Editor's note: Brenna Ehrlich and Andrea Bartz are the sarcastic brains behind humor blog and book "Stuff Hipsters Hate." Got a question about etiquette in the digital world? Contact them at email@example.com.
We begin this week's column with a stunningly beautiful quote from Anais Nin (brought to our attention by the inimitable site Brainpickings). Read it slowly because it's that good.
(Yes, we're enculturating you in Netiquette. We can hear the shouty, complainy e-mails already.)
"The secret of a full life is to live and relate to others as if they might not be there tomorrow, as if you might not be there tomorrow. ... This thought has made me more and more attentive to all encounters, meetings, introductions, which might contain the seed of depth that might be carelessly overlooked.

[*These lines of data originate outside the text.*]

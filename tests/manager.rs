//! End-to-end scenarios for the manager: connect/start/emit/shutdown flows,
//! self-echo suppression, ordering, and disconnect erasure.
//!
//! Tests run with a fast tick so scenario waits stay in the tens of
//! milliseconds; bounds are generous to stay robust on slow CI.

use std::sync::atomic::{AtomicBool, Ordering};
use std::sync::{Arc, Mutex};
use std::time::Duration;

use async_trait::async_trait;
use tokio::time::{self, Instant};

use eventvisor::{
    Endpoint, Event, EventType, Manager, ManagerConfig, Participant, ParticipantError,
    EVENT_TYPE_SHUTDOWN,
};

const EVENT_TYPE_A: EventType = 10;
const EVENT_TYPE_B: EventType = 20;

/// Test participant: subscribes to one type on init, optionally enables
/// scheduling, records every non-shutdown event it drains, and detaches
/// itself on the shutdown event.
struct Recorder {
    endpoint: Endpoint,
    interest: EventType,
    wants_scheduling: bool,
    ready: AtomicBool,
    seen: Mutex<Vec<u64>>,
}

impl Recorder {
    fn new(interest: EventType, wants_scheduling: bool) -> Arc<Self> {
        Arc::new(Self {
            endpoint: Endpoint::new(),
            interest,
            wants_scheduling,
            ready: AtomicBool::new(false),
            seen: Mutex::new(Vec::new()),
        })
    }

    fn is_ready(&self) -> bool {
        self.ready.load(Ordering::Acquire)
    }

    fn seen_ids(&self) -> Vec<u64> {
        self.seen.lock().unwrap().clone()
    }
}

#[async_trait]
impl Participant for Recorder {
    fn endpoint(&self) -> &Endpoint {
        &self.endpoint
    }

    async fn init(&self) -> Result<(), ParticipantError> {
        self.endpoint.subscribe(self.interest)?;
        if self.wants_scheduling {
            self.endpoint.enable_scheduling()?;
        }
        self.ready.store(true, Ordering::Release);
        Ok(())
    }

    async fn schedule(&self) -> Result<(), ParticipantError> {
        loop {
            let event = {
                let mut queue = self.endpoint.lock_queue();
                queue.fetch()
            };
            let Some(event) = event else { break };

            if event.event_type() == EVENT_TYPE_SHUTDOWN {
                self.endpoint.unsubscribe_all()?;
                self.endpoint.disable_scheduling()?;
            } else {
                self.seen.lock().unwrap().push(event.id());
            }
        }
        Ok(())
    }
}

/// Participant that connects a child participant from inside its own init.
struct Chain {
    endpoint: Endpoint,
    child: Arc<Recorder>,
    ready: AtomicBool,
}

#[async_trait]
impl Participant for Chain {
    fn endpoint(&self) -> &Endpoint {
        &self.endpoint
    }

    async fn init(&self) -> Result<(), ParticipantError> {
        self.endpoint.subscribe(EVENT_TYPE_A)?;
        self.endpoint.connect(self.child.clone())?;
        self.ready.store(true, Ordering::Release);
        Ok(())
    }

    async fn schedule(&self) -> Result<(), ParticipantError> {
        Ok(())
    }
}

fn fast_manager() -> Manager {
    Manager::with_config(ManagerConfig {
        tick: Duration::from_millis(10),
        poll: Duration::from_millis(10),
        handshake: Duration::from_secs(6),
    })
}

async fn wait_until(mut condition: impl FnMut() -> bool, timeout: Duration) -> bool {
    let deadline = Instant::now() + timeout;
    while !condition() {
        if Instant::now() >= deadline {
            return false;
        }
        time::sleep(Duration::from_millis(5)).await;
    }
    true
}

#[tokio::test]
async fn starts_stops_and_restarts() {
    let manager = fast_manager();
    assert!(!manager.is_running());

    manager.start().await.unwrap();
    assert!(manager.is_running());

    manager.stop().await.unwrap();
    assert!(!manager.is_running());

    manager.start().await.unwrap();
    assert!(manager.is_running());
    manager.stop().await.unwrap();
}

#[tokio::test]
async fn second_start_reports_already_running() {
    let manager = fast_manager();
    manager.start().await.unwrap();

    let err = manager.start().await.unwrap_err();
    assert_eq!(err.as_label(), "loop_already_running");

    manager.stop().await.unwrap();
    assert!(!manager.is_running());
}

#[tokio::test]
async fn delivers_by_type_and_converges_on_shutdown() {
    let manager = fast_manager();
    assert!(manager.empty().await);

    let first = Recorder::new(EVENT_TYPE_A, true);
    let second = Recorder::new(EVENT_TYPE_B, true);
    manager.connect(first.clone());
    manager.connect(second.clone());

    // Commands cannot drain before the scheduling loop runs.
    assert!(!manager.empty().await);

    manager.start().await.unwrap();
    assert!(manager.is_running());
    assert!(
        wait_until(
            || first.is_ready() && second.is_ready(),
            Duration::from_secs(2)
        )
        .await
    );

    let event_a = Arc::new(Event::new(EVENT_TYPE_A));
    let event_b = Arc::new(Event::new(EVENT_TYPE_B));
    manager.emit(event_a.clone());
    manager.emit(event_b.clone());
    manager.emit(Event::new(EVENT_TYPE_SHUTDOWN));

    assert!(manager.wait_empty(Duration::from_secs(3)).await);
    assert!(manager.empty().await);

    assert_eq!(first.seen_ids(), vec![event_a.id()]);
    assert_eq!(second.seen_ids(), vec![event_b.id()]);

    manager.stop().await.unwrap();
    assert!(!manager.is_running());
}

#[tokio::test]
async fn shutdown_alone_detaches_all_subscriptions() {
    let manager = fast_manager();
    let first = Recorder::new(EVENT_TYPE_A, true);
    let second = Recorder::new(EVENT_TYPE_B, true);
    manager.connect(first.clone());
    manager.connect(second.clone());
    manager.start().await.unwrap();
    assert!(
        wait_until(
            || first.is_ready() && second.is_ready(),
            Duration::from_secs(2)
        )
        .await
    );

    manager.emit(Event::new(EVENT_TYPE_SHUTDOWN));

    assert!(manager.wait_empty(Duration::from_secs(3)).await);
    assert!(first.seen_ids().is_empty());
    assert!(second.seen_ids().is_empty());

    manager.stop().await.unwrap();
}

#[tokio::test]
async fn emitter_never_receives_its_own_event() {
    let manager = fast_manager();
    let emitter = Recorder::new(EVENT_TYPE_A, true);
    let listener = Recorder::new(EVENT_TYPE_A, true);
    manager.connect(emitter.clone());
    manager.connect(listener.clone());
    manager.start().await.unwrap();

    assert!(
        wait_until(
            || emitter.is_ready() && listener.is_ready(),
            Duration::from_secs(2)
        )
        .await
    );

    let event = Arc::new(Event::new(EVENT_TYPE_A));
    emitter.endpoint().emit(event.clone()).unwrap();

    assert!(
        wait_until(|| !listener.seen_ids().is_empty(), Duration::from_secs(2)).await,
        "listener should observe the event"
    );
    assert_eq!(listener.seen_ids(), vec![event.id()]);

    // One more tick for any (wrong) echo to surface.
    time::sleep(Duration::from_millis(50)).await;
    assert!(emitter.seen_ids().is_empty());

    manager.stop().await.unwrap();
}

#[tokio::test]
async fn queued_events_keep_emission_order_until_drained() {
    let manager = fast_manager();
    let recorder = Recorder::new(30, false);
    manager.connect(recorder.clone());
    manager.start().await.unwrap();

    assert!(wait_until(|| recorder.is_ready(), Duration::from_secs(2)).await);

    let events: Vec<Arc<Event>> = (0..3).map(|_| Arc::new(Event::new(30))).collect();
    for event in &events {
        manager.emit(event.clone());
    }

    // Never scheduled, so the mailbox holds everything until we drain it.
    assert!(
        wait_until(
            || recorder.endpoint().mailbox().len() == 3,
            Duration::from_secs(2)
        )
        .await
    );

    let mut queue = recorder.endpoint().lock_queue();
    for expected in &events {
        assert_eq!(queue.fetch().unwrap().id(), expected.id());
    }
    assert!(queue.fetch().is_none());
    drop(queue);

    manager.stop().await.unwrap();
}

#[tokio::test]
async fn disconnect_erases_routing_and_scheduling() {
    let manager = fast_manager();
    let recorder = Recorder::new(EVENT_TYPE_A, true);
    manager.connect(recorder.clone());
    manager.start().await.unwrap();

    assert!(wait_until(|| recorder.is_ready(), Duration::from_secs(2)).await);
    let assigned_id = recorder.endpoint().id();
    assert!(assigned_id >= 1);

    manager.disconnect(recorder.clone());
    assert!(
        wait_until(
            || !recorder.endpoint().is_attached(),
            Duration::from_secs(2)
        )
        .await
    );

    // No routing entry is left behind, scheduling has stopped, the id stays.
    assert!(manager.empty().await);
    assert!(!recorder.endpoint().is_scheduled());
    assert_eq!(recorder.endpoint().id(), assigned_id);

    manager.emit(Event::new(EVENT_TYPE_A));
    time::sleep(Duration::from_millis(50)).await;
    assert!(recorder.seen_ids().is_empty());
    assert!(!recorder.endpoint().has_events());

    manager.stop().await.unwrap();
}

#[tokio::test]
async fn init_can_connect_another_participant() {
    let manager = fast_manager();
    let child = Recorder::new(50, true);
    let chain = Arc::new(Chain {
        endpoint: Endpoint::new(),
        child: child.clone(),
        ready: AtomicBool::new(false),
    });

    manager.connect(chain.clone());
    manager.start().await.unwrap();

    assert!(wait_until(|| child.is_ready(), Duration::from_secs(2)).await);
    assert!(chain.ready.load(Ordering::Acquire));

    let parent_id = chain.endpoint().id();
    let child_id = child.endpoint().id();
    assert!(parent_id >= 1);
    assert!(child_id > parent_id);

    let event = Arc::new(Event::new(50));
    manager.emit(event.clone());
    assert!(wait_until(|| !child.seen_ids().is_empty(), Duration::from_secs(2)).await);
    assert_eq!(child.seen_ids(), vec![event.id()]);

    manager.stop().await.unwrap();
}

#[test]
fn detached_endpoint_rejects_outward_calls() {
    let recorder = Recorder::new(EVENT_TYPE_A, false);
    let endpoint = recorder.endpoint();

    assert!(!endpoint.is_attached());
    assert!(matches!(
        endpoint.subscribe(EVENT_TYPE_A),
        Err(ParticipantError::Detached)
    ));
    assert!(matches!(
        endpoint.emit(Event::new(EVENT_TYPE_A)),
        Err(ParticipantError::Detached)
    ));
    assert!(matches!(
        endpoint.enable_scheduling(),
        Err(ParticipantError::Detached)
    ));
    assert!(matches!(
        endpoint.connect(Recorder::new(EVENT_TYPE_B, false)),
        Err(ParticipantError::Detached)
    ));
}

#[tokio::test]
async fn duplicate_subscription_delivers_once() {
    let manager = fast_manager();
    let recorder = Recorder::new(60, false);

    // Direct subscription does not require a connected participant.
    manager.subscribe(60, recorder.clone());
    manager.subscribe(60, recorder.clone());
    manager.start().await.unwrap();

    manager.emit(Event::new(60));
    assert!(
        wait_until(
            || recorder.endpoint().has_events(),
            Duration::from_secs(2)
        )
        .await
    );
    time::sleep(Duration::from_millis(50)).await;
    assert_eq!(recorder.endpoint().mailbox().len(), 1);

    manager.unsubscribe(60, recorder.clone());
    assert!(manager.empty().await);

    manager.stop().await.unwrap();
}

#[tokio::test]
async fn wait_empty_times_out_while_subscriptions_remain() {
    let manager = fast_manager();
    let recorder = Recorder::new(EVENT_TYPE_A, true);
    manager.connect(recorder.clone());
    manager.start().await.unwrap();

    assert!(wait_until(|| recorder.is_ready(), Duration::from_secs(2)).await);
    assert!(!manager.wait_empty(Duration::from_millis(100)).await);

    manager.stop().await.unwrap();
}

"This feeling has become a rarity, and rarer every day now that we have reached a hastier and more superficial rhythm, now that we believe we are in touch with a greater amount of people, more people, more countries. This is the illusion which might cheat us of being in touch deeply with the one breathing next to us. The dangerous time when mechanical voices, radios, telephones, take the place of human intimacies, and the concept of being in touch with millions brings a greater and greater poverty in intimacy and human vision."
Nin wrote those words in 1946, but she might as well have been writing them today. She starts with a YOLO and ends with a contemporary-sounding rumination of just how horrible we've all become now that we hold the power to be in touch with millions of people in the palms of our hands.
That's right, we're talking about how annoying and rude and antisocial we've all become with our smartphones and tablets. As CNN investigates all the ways mobile devices are changing our lives, we'd like to peel our eyes off our glowing screens long enough to recount our top egregious handheld errors.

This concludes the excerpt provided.